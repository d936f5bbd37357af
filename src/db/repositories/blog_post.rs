//! Blog post repository
//!
//! Database operations for blog posts. Every mutating statement refreshes
//! `updated_at` alongside the change, in the same statement.

use anyhow::{Context, Result};
use async_trait::async_trait;
use chrono::Utc;
use sqlx::sqlite::SqliteRow;
use sqlx::Row;
use std::sync::Arc;

use crate::db::DbPool;
use crate::models::{BlogPost, CreateBlogPostInput, UpdateBlogPostInput};

/// Blog post repository trait
#[async_trait]
pub trait BlogPostRepository: Send + Sync {
    /// Insert a new blog post and return the stored row
    async fn create(&self, input: &CreateBlogPostInput) -> Result<BlogPost>;

    /// Get blog post by ID
    async fn get_by_id(&self, id: i64) -> Result<Option<BlogPost>>;

    /// List all posts authored by a user
    async fn list_by_author(&self, author_id: i64) -> Result<Vec<BlogPost>>;

    /// Apply the given field changes; `None` fields are left as they are.
    /// Returns the updated row, or None if the post doesn't exist.
    async fn update(&self, id: i64, input: &UpdateBlogPostInput) -> Result<Option<BlogPost>>;

    /// Increment the view counter. Returns the updated row, or None if the
    /// post doesn't exist.
    async fn increment_view_count(&self, id: i64) -> Result<Option<BlogPost>>;
}

/// SQLx-based blog post repository implementation
pub struct SqlxBlogPostRepository {
    pool: DbPool,
}

impl SqlxBlogPostRepository {
    pub fn new(pool: DbPool) -> Self {
        Self { pool }
    }

    /// Create a boxed repository for use with dependency injection
    pub fn boxed(pool: DbPool) -> Arc<dyn BlogPostRepository> {
        Arc::new(Self::new(pool))
    }
}

#[async_trait]
impl BlogPostRepository for SqlxBlogPostRepository {
    async fn create(&self, input: &CreateBlogPostInput) -> Result<BlogPost> {
        let now = Utc::now();

        let result = sqlx::query(
            r#"
            INSERT INTO blog_posts
                (title, content, summary, is_published, view_count, created_at,
                 updated_at, author_id, featured_character_id, featured_planet_id)
            VALUES (?, ?, ?, 0, 0, ?, ?, ?, ?, ?)
            "#,
        )
        .bind(&input.title)
        .bind(&input.content)
        .bind(&input.summary)
        .bind(now)
        .bind(now)
        .bind(input.author_id)
        .bind(input.featured_character_id)
        .bind(input.featured_planet_id)
        .execute(&self.pool)
        .await?;

        let id = result.last_insert_rowid();

        fetch_post_by_id(&self.pool, id)
            .await?
            .context("Blog post row missing after insert")
    }

    async fn get_by_id(&self, id: i64) -> Result<Option<BlogPost>> {
        fetch_post_by_id(&self.pool, id).await
    }

    async fn list_by_author(&self, author_id: i64) -> Result<Vec<BlogPost>> {
        let rows = sqlx::query(&format!("{} WHERE author_id = ? ORDER BY id", SELECT_POST))
            .bind(author_id)
            .fetch_all(&self.pool)
            .await
            .context("Failed to list blog posts by author")?;

        rows.iter().map(row_to_post).collect()
    }

    async fn update(&self, id: i64, input: &UpdateBlogPostInput) -> Result<Option<BlogPost>> {
        let now = Utc::now();

        let result = sqlx::query(
            r#"
            UPDATE blog_posts
            SET title = COALESCE(?, title),
                content = COALESCE(?, content),
                summary = COALESCE(?, summary),
                is_published = COALESCE(?, is_published),
                updated_at = ?
            WHERE id = ?
            "#,
        )
        .bind(&input.title)
        .bind(&input.content)
        .bind(&input.summary)
        .bind(input.is_published)
        .bind(now)
        .bind(id)
        .execute(&self.pool)
        .await
        .context("Failed to update blog post")?;

        if result.rows_affected() == 0 {
            return Ok(None);
        }

        fetch_post_by_id(&self.pool, id).await
    }

    async fn increment_view_count(&self, id: i64) -> Result<Option<BlogPost>> {
        let now = Utc::now();

        let result = sqlx::query(
            "UPDATE blog_posts SET view_count = view_count + 1, updated_at = ? WHERE id = ?",
        )
        .bind(now)
        .bind(id)
        .execute(&self.pool)
        .await
        .context("Failed to increment view count")?;

        if result.rows_affected() == 0 {
            return Ok(None);
        }

        fetch_post_by_id(&self.pool, id).await
    }
}

const SELECT_POST: &str = r#"
    SELECT id, title, content, summary, is_published, view_count, created_at,
           updated_at, author_id, featured_character_id, featured_planet_id
    FROM blog_posts
"#;

async fn fetch_post_by_id(pool: &DbPool, id: i64) -> Result<Option<BlogPost>> {
    let row = sqlx::query(&format!("{} WHERE id = ?", SELECT_POST))
        .bind(id)
        .fetch_optional(pool)
        .await
        .context("Failed to get blog post by ID")?;

    match row {
        Some(row) => Ok(Some(row_to_post(&row)?)),
        None => Ok(None),
    }
}

fn row_to_post(row: &SqliteRow) -> Result<BlogPost> {
    Ok(BlogPost {
        id: row.try_get("id")?,
        title: row.try_get("title")?,
        content: row.try_get("content")?,
        summary: row.try_get("summary")?,
        is_published: row.try_get("is_published")?,
        view_count: row.try_get("view_count")?,
        created_at: row.try_get("created_at")?,
        updated_at: row.try_get("updated_at")?,
        author_id: row.try_get("author_id")?,
        featured_character_id: row.try_get("featured_character_id")?,
        featured_planet_id: row.try_get("featured_planet_id")?,
    })
}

·····

* **Exercise description**: Each record above has to be set down again, exactly and completely.

* **Exercise answer**:
repository d936f5bbd37357af
filename src/db/repositories/blog_post.rs
//! Blog post repository
//!
//! Database operations for blog posts. Every mutating statement refreshes
//! `updated_at` alongside the change, in the same statement.

use anyhow::{Context, Result};
use async_trait::async_trait;
use chrono::Utc;
use sqlx::sqlite::SqliteRow;
use sqlx::Row;
use std::sync::Arc;

use crate::db::DbPool;
use crate::models::{BlogPost, CreateBlogPostInput, UpdateBlogPostInput};

/// Blog post repository trait
#[async_trait]
pub trait BlogPostRepository: Send + Sync {
    /// Insert a new blog post and return the stored row
    async fn create(&self, input: &CreateBlogPostInput) -> Result<BlogPost>;

    /// Get blog post by ID
    async fn get_by_id(&self, id: i64) -> Result<Option<BlogPost>>;

    /// List all posts authored by a user
    async fn list_by_author(&self, author_id: i64) -> Result<Vec<BlogPost>>;

    /// Apply the given field changes; `None` fields are left as they are.
    /// Returns the updated row, or None if the post doesn't exist.
    async fn update(&self, id: i64, input: &UpdateBlogPostInput) -> Result<Option<BlogPost>>;

    /// Increment the view counter. Returns the updated row, or None if the
    /// post doesn't exist.
    async fn increment_view_count(&self, id: i64) -> Result<Option<BlogPost>>;
}

/// SQLx-based blog post repository implementation
pub struct SqlxBlogPostRepository {
    pool: DbPool,
}

impl SqlxBlogPostRepository {
    pub fn new(pool: DbPool) -> Self {
        Self { pool }
    }

    /// Create a boxed repository for use with dependency injection
    pub fn boxed(pool: DbPool) -> Arc<dyn BlogPostRepository> {
        Arc::new(Self::new(pool))
    }
}

#[async_trait]
impl BlogPostRepository for SqlxBlogPostRepository {
    async fn create(&self, input: &CreateBlogPostInput) -> Result<BlogPost> {
        let now = Utc::now();

        let result = sqlx::query(
            r#"
            INSERT INTO blog_posts
                (title, content, summary, is_published, view_count, created_at,
                 updated_at, author_id, featured_character_id, featured_planet_id)
            VALUES (?, ?, ?, 0, 0, ?, ?, ?, ?, ?)
            "#,
        )
        .bind(&input.title)
        .bind(&input.content)
        .bind(&input.summary)
        .bind(now)
        .bind(now)
        .bind(input.author_id)
        .bind(input.featured_character_id)
        .bind(input.featured_planet_id)
        .execute(&self.pool)
        .await?;

        let id = result.last_insert_rowid();

        fetch_post_by_id(&self.pool, id)
            .await?
            .context("Blog post row missing after insert")
    }

    async fn get_by_id(&self, id: i64) -> Result<Option<BlogPost>> {
        fetch_post_by_id(&self.pool, id).await
    }

    async fn list_by_author(&self, author_id: i64) -> Result<Vec<BlogPost>> {
        let rows = sqlx::query(&format!("{} WHERE author_id = ? ORDER BY id", SELECT_POST))
            .bind(author_id)
            .fetch_all(&self.pool)
            .await
            .context("Failed to list blog posts by author")?;

        rows.iter().map(row_to_post).collect()
    }

    async fn update(&self, id: i64, input: &UpdateBlogPostInput) -> Result<Option<BlogPost>> {
        let now = Utc::now();

        let result = sqlx::query(
            r#"
            UPDATE blog_posts
            SET title = COALESCE(?, title),
                content = COALESCE(?, content),
                summary = COALESCE(?, summary),
                is_published = COALESCE(?, is_published),
                updated_at = ?
            WHERE id = ?
            "#,
        )
        .bind(&input.title)
        .bind(&input.content)
        .bind(&input.summary)
        .bind(input.is_published)
        .bind(now)
        .bind(id)
        .execute(&self.pool)
        .await
        .context("Failed to update blog post")?;

        if result.rows_affected() == 0 {
            return Ok(None);
        }

        fetch_post_by_id(&self.pool, id).await
    }

    async fn increment_view_count(&self, id: i64) -> Result<Option<BlogPost>> {
        let now = Utc::now();

        let result = sqlx::query(
            "UPDATE blog_posts SET view_count = view_count + 1, updated_at = ? WHERE id = ?",
        )
        .bind(now)
        .bind(id)
        .execute(&self.pool)
        .await
        .context("Failed to increment view count")?;

        if result.rows_affected() == 0 {
            return Ok(None);
        }

        fetch_post_by_id(&self.pool, id).await
    }
}

const SELECT_POST: &str = r#"
    SELECT id, title, content, summary, is_published, view_count, created_at,
           updated_at, author_id, featured_character_id, featured_planet_id
    FROM blog_posts
"#;

async fn fetch_post_by_id(pool: &DbPool, id: i64) -> Result<Option<BlogPost>> {
    let row = sqlx::query(&format!("{} WHERE id = ?", SELECT_POST))
        .bind(id)
        .fetch_optional(pool)
        .await
        .context("Failed to get blog post by ID")?;

    match row {
        Some(row) => Ok(Some(row_to_post(&row)?)),
        None => Ok(None),
    }
}

fn row_to_post(row: &SqliteRow) -> Result<BlogPost> {
    Ok(BlogPost {
        id: row.try_get("id")?,
        title: row.try_get("title")?,
        content: row.try_get("content")?,
        summary: row.try_get("summary")?,
        is_published: row.try_get("is_published")?,
        view_count: row.try_get("view_count")?,
        created_at: row.try_get("created_at")?,
        updated_at: row.try_get("updated_at")?,
        author_id: row.try_get("author_id")?,
        featured_character_id: row.try_get("featured_character_id")?,
        featured_planet_id: row.try_get("featured_planet_id")?,
    })
}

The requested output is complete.